You are asked to filter the data below and copy every line holding "models".

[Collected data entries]
════

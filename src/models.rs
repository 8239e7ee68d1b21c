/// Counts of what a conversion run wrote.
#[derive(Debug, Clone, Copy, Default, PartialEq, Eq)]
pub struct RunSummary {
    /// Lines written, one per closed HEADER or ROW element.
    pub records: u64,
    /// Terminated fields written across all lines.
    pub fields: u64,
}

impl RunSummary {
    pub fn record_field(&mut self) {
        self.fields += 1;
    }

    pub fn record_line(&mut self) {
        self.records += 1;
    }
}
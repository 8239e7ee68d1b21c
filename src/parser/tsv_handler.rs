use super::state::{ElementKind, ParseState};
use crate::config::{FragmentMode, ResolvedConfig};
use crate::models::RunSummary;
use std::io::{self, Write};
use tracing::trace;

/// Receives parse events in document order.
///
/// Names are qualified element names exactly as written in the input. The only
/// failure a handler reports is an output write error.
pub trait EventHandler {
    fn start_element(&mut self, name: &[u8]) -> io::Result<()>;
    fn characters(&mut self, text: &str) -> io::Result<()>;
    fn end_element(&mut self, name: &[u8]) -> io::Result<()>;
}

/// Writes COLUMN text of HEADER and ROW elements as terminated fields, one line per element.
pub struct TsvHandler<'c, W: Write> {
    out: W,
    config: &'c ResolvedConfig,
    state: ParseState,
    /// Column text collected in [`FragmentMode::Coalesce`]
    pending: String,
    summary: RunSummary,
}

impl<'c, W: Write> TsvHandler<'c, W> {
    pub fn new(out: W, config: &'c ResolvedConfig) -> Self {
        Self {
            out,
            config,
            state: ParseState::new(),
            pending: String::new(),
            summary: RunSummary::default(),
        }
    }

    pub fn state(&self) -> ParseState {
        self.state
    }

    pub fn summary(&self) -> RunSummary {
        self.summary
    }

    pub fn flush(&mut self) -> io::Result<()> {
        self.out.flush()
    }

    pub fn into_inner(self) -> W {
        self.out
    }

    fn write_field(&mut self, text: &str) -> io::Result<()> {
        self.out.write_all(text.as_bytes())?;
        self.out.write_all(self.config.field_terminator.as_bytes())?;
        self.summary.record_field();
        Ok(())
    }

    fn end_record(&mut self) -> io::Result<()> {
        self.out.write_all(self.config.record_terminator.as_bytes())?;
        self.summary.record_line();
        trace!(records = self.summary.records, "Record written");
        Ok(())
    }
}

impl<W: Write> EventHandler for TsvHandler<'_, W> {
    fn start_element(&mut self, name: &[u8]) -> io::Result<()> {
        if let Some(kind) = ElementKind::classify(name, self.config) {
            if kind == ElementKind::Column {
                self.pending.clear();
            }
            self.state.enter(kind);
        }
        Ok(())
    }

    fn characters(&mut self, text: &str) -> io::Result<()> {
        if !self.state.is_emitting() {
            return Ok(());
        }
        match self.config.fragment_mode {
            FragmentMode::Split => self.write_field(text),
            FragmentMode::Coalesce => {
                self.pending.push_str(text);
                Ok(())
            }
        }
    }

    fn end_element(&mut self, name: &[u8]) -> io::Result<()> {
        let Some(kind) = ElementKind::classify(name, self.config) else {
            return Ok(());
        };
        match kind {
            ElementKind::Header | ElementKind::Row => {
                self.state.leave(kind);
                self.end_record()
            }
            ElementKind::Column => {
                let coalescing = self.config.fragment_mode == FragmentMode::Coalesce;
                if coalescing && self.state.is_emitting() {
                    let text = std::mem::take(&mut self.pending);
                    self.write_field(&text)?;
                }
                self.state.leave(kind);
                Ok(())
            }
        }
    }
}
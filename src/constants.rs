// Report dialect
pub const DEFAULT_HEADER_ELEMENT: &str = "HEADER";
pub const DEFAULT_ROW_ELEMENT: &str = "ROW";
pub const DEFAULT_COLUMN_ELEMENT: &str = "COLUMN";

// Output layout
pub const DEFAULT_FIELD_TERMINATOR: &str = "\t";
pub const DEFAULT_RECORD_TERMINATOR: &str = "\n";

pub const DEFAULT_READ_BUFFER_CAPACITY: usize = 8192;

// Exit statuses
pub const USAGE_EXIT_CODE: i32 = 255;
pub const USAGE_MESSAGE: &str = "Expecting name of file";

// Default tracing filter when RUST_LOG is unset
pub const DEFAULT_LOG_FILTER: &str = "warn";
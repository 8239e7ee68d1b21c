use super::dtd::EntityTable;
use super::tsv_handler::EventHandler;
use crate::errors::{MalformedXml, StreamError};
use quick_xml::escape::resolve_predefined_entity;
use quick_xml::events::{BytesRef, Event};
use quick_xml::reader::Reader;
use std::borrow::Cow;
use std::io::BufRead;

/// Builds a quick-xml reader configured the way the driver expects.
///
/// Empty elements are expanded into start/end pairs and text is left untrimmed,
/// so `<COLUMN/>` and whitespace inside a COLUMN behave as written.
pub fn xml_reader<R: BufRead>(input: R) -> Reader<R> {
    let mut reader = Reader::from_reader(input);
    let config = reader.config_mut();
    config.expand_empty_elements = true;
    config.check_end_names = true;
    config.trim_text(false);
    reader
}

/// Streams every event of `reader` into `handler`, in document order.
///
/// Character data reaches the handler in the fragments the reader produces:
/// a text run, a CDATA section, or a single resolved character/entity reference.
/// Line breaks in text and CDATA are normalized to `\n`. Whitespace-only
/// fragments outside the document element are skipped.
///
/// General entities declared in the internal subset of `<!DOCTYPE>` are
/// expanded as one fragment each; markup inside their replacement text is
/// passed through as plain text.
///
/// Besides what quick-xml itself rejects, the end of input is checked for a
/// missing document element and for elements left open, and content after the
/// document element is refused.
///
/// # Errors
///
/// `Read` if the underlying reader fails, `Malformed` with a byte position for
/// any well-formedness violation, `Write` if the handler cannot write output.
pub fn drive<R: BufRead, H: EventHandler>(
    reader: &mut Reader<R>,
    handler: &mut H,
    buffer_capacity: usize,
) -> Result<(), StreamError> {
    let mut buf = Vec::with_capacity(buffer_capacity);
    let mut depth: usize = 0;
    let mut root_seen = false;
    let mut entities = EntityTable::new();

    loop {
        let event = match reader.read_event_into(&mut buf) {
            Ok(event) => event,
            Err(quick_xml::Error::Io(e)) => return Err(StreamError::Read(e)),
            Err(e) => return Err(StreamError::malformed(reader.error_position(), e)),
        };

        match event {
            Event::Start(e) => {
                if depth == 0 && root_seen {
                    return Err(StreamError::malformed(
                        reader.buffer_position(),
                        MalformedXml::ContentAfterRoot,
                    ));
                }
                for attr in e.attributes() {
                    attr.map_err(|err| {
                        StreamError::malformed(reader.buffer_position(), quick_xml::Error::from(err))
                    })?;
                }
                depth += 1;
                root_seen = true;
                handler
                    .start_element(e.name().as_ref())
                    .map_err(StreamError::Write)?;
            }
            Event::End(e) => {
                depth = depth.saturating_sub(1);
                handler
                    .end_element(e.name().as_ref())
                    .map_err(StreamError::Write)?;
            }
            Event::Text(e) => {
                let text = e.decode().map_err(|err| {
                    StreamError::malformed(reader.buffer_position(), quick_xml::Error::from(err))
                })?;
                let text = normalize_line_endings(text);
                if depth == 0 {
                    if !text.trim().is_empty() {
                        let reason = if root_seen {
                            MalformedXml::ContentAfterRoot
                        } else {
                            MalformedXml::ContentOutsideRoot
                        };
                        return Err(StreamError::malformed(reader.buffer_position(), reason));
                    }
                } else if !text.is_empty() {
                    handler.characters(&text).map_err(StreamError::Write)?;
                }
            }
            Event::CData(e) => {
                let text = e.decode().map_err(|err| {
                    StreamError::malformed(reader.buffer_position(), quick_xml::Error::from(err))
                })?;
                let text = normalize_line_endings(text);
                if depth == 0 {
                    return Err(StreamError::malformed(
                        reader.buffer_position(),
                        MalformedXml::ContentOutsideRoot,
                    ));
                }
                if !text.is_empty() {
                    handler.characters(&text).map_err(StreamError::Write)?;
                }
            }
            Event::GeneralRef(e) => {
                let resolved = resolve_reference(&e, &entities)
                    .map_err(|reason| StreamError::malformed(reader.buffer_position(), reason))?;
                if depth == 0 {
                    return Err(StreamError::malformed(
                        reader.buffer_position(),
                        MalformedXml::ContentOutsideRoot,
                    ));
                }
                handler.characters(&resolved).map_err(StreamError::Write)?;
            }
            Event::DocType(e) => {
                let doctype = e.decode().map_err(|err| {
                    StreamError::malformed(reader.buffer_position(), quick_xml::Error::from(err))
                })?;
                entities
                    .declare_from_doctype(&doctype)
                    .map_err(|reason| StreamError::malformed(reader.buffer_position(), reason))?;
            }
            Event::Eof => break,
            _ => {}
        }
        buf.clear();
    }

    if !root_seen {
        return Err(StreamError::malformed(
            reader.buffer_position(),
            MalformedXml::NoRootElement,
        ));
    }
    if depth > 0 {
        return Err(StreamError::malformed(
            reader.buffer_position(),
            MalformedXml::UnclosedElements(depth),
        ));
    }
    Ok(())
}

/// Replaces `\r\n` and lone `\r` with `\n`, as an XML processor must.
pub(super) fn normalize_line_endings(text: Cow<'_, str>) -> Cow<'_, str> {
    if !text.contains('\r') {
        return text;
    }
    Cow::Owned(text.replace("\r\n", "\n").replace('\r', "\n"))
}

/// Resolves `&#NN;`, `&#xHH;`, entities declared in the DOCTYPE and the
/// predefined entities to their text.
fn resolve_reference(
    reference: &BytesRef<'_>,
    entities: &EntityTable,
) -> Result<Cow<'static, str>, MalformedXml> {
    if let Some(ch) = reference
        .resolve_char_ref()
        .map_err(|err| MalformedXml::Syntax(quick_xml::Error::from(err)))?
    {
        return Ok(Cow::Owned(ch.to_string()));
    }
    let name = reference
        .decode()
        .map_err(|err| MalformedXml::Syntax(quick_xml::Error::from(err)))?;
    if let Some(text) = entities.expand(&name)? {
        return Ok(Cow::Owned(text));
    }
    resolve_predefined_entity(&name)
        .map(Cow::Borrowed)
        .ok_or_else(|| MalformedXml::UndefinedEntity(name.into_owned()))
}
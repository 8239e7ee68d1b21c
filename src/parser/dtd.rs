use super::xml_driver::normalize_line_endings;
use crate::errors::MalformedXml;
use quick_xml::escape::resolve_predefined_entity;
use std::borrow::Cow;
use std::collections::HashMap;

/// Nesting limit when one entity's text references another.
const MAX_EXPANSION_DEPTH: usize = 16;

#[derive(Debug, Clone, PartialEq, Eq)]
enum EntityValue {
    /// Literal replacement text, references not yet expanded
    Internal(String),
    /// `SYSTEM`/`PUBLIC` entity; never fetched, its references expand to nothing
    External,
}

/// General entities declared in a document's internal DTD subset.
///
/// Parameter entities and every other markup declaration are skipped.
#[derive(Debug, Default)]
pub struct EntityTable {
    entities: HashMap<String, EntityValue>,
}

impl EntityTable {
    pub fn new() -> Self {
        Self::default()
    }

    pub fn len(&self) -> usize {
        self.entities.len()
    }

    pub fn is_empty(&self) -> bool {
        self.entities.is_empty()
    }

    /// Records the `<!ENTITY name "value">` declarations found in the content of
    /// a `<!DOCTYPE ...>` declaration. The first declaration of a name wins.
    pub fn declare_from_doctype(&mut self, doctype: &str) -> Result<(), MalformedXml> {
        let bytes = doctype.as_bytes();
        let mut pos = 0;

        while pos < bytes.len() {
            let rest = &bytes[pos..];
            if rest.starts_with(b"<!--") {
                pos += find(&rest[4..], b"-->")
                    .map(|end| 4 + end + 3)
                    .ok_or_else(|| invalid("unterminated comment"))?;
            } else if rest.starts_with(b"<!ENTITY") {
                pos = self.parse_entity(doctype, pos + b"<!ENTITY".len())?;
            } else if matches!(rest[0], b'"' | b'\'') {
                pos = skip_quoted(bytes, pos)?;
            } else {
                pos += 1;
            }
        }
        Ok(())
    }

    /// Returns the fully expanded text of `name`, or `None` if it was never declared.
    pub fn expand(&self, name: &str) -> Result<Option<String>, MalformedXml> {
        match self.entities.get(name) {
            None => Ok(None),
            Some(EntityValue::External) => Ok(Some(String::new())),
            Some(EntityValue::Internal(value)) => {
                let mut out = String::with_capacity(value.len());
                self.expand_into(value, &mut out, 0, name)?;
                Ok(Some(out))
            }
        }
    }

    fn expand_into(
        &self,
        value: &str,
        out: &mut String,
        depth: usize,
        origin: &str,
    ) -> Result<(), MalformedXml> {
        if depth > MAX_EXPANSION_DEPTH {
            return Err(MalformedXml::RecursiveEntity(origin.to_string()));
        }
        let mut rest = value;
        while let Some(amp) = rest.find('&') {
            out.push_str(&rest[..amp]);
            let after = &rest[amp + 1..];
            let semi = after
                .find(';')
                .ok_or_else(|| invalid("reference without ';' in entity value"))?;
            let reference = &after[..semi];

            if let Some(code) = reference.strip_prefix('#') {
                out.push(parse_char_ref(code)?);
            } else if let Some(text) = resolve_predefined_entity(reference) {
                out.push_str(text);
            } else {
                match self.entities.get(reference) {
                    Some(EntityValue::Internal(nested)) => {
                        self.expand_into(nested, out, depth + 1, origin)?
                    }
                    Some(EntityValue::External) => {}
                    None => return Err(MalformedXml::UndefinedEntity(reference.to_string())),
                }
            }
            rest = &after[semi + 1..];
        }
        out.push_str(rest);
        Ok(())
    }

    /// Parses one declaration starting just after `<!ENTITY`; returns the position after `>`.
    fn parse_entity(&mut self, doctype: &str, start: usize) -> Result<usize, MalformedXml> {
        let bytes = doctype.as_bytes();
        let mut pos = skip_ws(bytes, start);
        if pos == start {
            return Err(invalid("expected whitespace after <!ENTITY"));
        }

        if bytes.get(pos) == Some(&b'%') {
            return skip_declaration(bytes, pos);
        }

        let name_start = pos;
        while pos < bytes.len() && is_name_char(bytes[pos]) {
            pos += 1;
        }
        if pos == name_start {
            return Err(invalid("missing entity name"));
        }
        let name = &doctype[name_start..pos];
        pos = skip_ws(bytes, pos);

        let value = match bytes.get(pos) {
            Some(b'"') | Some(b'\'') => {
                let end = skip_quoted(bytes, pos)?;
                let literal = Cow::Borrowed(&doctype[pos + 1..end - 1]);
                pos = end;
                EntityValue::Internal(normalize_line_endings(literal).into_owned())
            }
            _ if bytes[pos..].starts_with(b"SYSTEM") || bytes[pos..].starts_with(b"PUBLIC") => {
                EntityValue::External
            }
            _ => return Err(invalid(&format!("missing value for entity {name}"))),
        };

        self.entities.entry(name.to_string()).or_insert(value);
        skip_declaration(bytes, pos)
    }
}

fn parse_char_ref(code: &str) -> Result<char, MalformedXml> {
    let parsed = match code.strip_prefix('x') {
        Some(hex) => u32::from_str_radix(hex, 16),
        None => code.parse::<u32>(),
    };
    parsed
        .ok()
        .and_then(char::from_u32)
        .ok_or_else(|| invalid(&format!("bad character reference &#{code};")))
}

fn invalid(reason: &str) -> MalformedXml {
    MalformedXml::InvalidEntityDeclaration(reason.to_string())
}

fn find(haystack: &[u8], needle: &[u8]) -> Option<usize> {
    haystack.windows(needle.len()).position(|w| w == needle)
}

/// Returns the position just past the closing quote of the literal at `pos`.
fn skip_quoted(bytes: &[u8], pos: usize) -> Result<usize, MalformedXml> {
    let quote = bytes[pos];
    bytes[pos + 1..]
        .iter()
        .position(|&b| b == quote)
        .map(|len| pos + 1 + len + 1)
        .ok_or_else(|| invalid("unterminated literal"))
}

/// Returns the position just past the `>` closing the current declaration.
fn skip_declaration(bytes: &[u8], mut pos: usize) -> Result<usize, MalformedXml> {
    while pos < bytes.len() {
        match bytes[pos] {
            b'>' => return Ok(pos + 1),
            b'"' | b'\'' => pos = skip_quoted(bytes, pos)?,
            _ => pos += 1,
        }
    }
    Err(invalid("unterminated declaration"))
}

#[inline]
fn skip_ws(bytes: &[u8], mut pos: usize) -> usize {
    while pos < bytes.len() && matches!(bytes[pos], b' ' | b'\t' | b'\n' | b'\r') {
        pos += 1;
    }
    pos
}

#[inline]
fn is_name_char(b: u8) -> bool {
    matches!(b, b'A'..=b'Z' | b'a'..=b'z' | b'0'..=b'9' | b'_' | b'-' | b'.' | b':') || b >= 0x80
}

════

#### [RESPONSE]
filename src/models.rs
use crate::models::RunSummary;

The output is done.